19. Организация, руководство, управление.
20. Категории «естественного» и «искусственного».
21. Теория мышления.
22. Мыследеятельность.
23. Теория деятельности.
24. Методология.
25. Понимание.
26. Смысл и значение.
27. История философии.
28. [История] ММК.
29. Мировоззренческие основания.
30. Эвристика.
31. Совещания.
32. Материалы [прочие].
Г. А. Давыдова, вдова Щедровицкого, пронумеровала все папки, а Р. Максудов подготовил детальную опись архива в 1995 году, которая позже была опубликована на сайте Фонда им. Г. П. Щедровицкого. Весь архив доступен на сайте Фонда.
Составление собрания сочинений Георгия Петровича Щедровицкого представляло уникальную задачу. Щедровицкий не ориентировался на создание традиционных сочинений, таких как монографии или отдельные статьи. Вместо этого основной формой его работы в рамках Московского методологического кружка (ММК) были семинары, которые проводились в течение 40 лет. Эти мероприятия проходили в двух форматах: публичные – на семинарах Комиссии по психологии мышления и логике; закрытые – на квартире Щедровицкого или других участников кружка.
Большая часть текстов в архиве Щедровицкого была коммуникативной по своей природе, не предназначенной для публикации. Они отражали промежуточные результаты работ кружка и были подвергнуты постоянному переосмыслению автором. Изучение архива показало огромное разнообразие материалов: наброски статей, доклады, записки, стенограммы лекций, материалы организационно-деятельностных игр, в общей сложности более 20 000 документов. Разобраться с этим массивом, структурировать его для публикации и сопроводить современным научным аппаратом было непростой задачей.

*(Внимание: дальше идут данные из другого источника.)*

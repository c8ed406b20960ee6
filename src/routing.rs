//! Application router configuration.

use axum::{Router, middleware, routing::get};
use tower_http::{cors::CorsLayer, services::ServeDir};

use crate::{
    AppState,
    api::{get_monthly_statistics, get_transactions},
    dashboard::get_dashboard_page,
    endpoints,
    logging::logging_middleware,
    not_found::get_404_not_found,
};

/// Return a router with all the app's routes.
///
/// The JSON API allows requests from any origin so that a separately hosted
/// frontend can use it.
pub fn build_router(state: AppState) -> Router {
    let api_routes = Router::new()
        .route(endpoints::TRANSACTIONS_API, get(get_transactions))
        .route(
            endpoints::MONTHLY_STATISTICS_API,
            get(get_monthly_statistics),
        )
        .layer(CorsLayer::permissive());

    Router::new()
        .route(endpoints::DASHBOARD_VIEW, get(get_dashboard_page))
        .merge(api_routes)
        .nest_service(endpoints::STATIC, ServeDir::new("static/"))
        .fallback(get_404_not_found)
        .layer(middleware::from_fn(logging_middleware))
        .with_state(state)
}

#[cfg(test)]
mod tests {
    use std::sync::Arc;

    use axum::http::StatusCode;
    use axum_test::TestServer;

    use crate::{
        AppState,
        endpoints,
        pagination::PaginationConfig,
        transaction::{Transaction, test_utils::transaction},
    };

    use super::build_router;

    fn get_test_server() -> TestServer {
        let transactions: Arc<[Transaction]> = vec![
            transaction(1, 50.0, true, "2024-03-05T00:00:00"),
            transaction(2, 150.0, false, "2024-03-20T00:00:00"),
        ]
        .into();
        let state = AppState::new(transactions, PaginationConfig::default());

        TestServer::try_new(build_router(state)).expect("Could not create test server.")
    }

    #[tokio::test]
    async fn serves_dashboard() {
        let server = get_test_server();

        let response = server.get(endpoints::DASHBOARD_VIEW).await;

        response.assert_status_ok();
        assert!(response.text().contains("Transaction Dashboard"));
    }

    #[tokio::test]
    async fn serves_monthly_statistics() {
        let server = get_test_server();

        server
            .get("/transaction/march")
            .await
            .assert_json(&serde_json::json!({
                "totalSaleAmount": 200.0,
                "totalSoldItems": 1,
                "totalUnsoldItems": 1,
            }));
    }

    #[tokio::test]
    async fn api_allows_cross_origin_requests() {
        let server = get_test_server();

        let response = server
            .get(endpoints::TRANSACTIONS_API)
            .add_header("Origin", "http://localhost:3000")
            .await;

        response.assert_status_ok();
        assert!(
            response
                .headers()
                .contains_key("access-control-allow-origin"),
            "missing CORS header in {:?}",
            response.headers()
        );
    }

    #[tokio::test]
    async fn unknown_route_is_not_found() {
        let server = get_test_server();

        let response = server.get("/does/not/exist").await;

        response.assert_status(StatusCode::NOT_FOUND);
    }
}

Особенностью работы ММК был ее коллективный характер. Материалы докладов и обсуждений на внутренних семинарах требовали особого внимания при редактировании. Идеи кружка рождались в процессе живой коммуникации, что делало воспроизведение контекста этих обсуждений сложной задачей. Опубликованные тексты представляли собой лишь вершину айсберга – основой были устные обсуждения на семинарах. В архиве Щедровицкого сохранились его записки, где он членит свою историю и историю ММК на периоды или идеи, приводя развернутые схемы своей работы. Эти записи стали ценным источником для составителей.
Сложность задачи заключалась еще и в том, чтобы редуцировать обширный материал архива до удобного для чтения формата. Составители стремились представить наследие Щедровицкого не как внутреннюю «библиотеку» ММК, а как тексты, доступные широкой аудитории.
Среди возможных решений рассматривалось создание полного академического собрания сочинений, включающего все опубликованные и архивные материалы, но это, скорее, дело будущих поколений.
Другой вариант – тематическая публикация; однако выделение конкретных тем и прослеживание их в архиве представляет огромную сложность и отдельную задачу, просто непосильную в настоящее время, – возможно, в будущем это можно будет сделать средствами искусственного интеллекта и гипертекстовых систем.
И есть, наконец, предложенная П. Г. Щедровицким идея членения текстов Г. П. Щедровицкого по представленной последним в докладах «Проблемы построения теории мышления» схеме «методологической рефлексии». Однако даже эта схема не позволяет организовать материалы наследия в физические книги.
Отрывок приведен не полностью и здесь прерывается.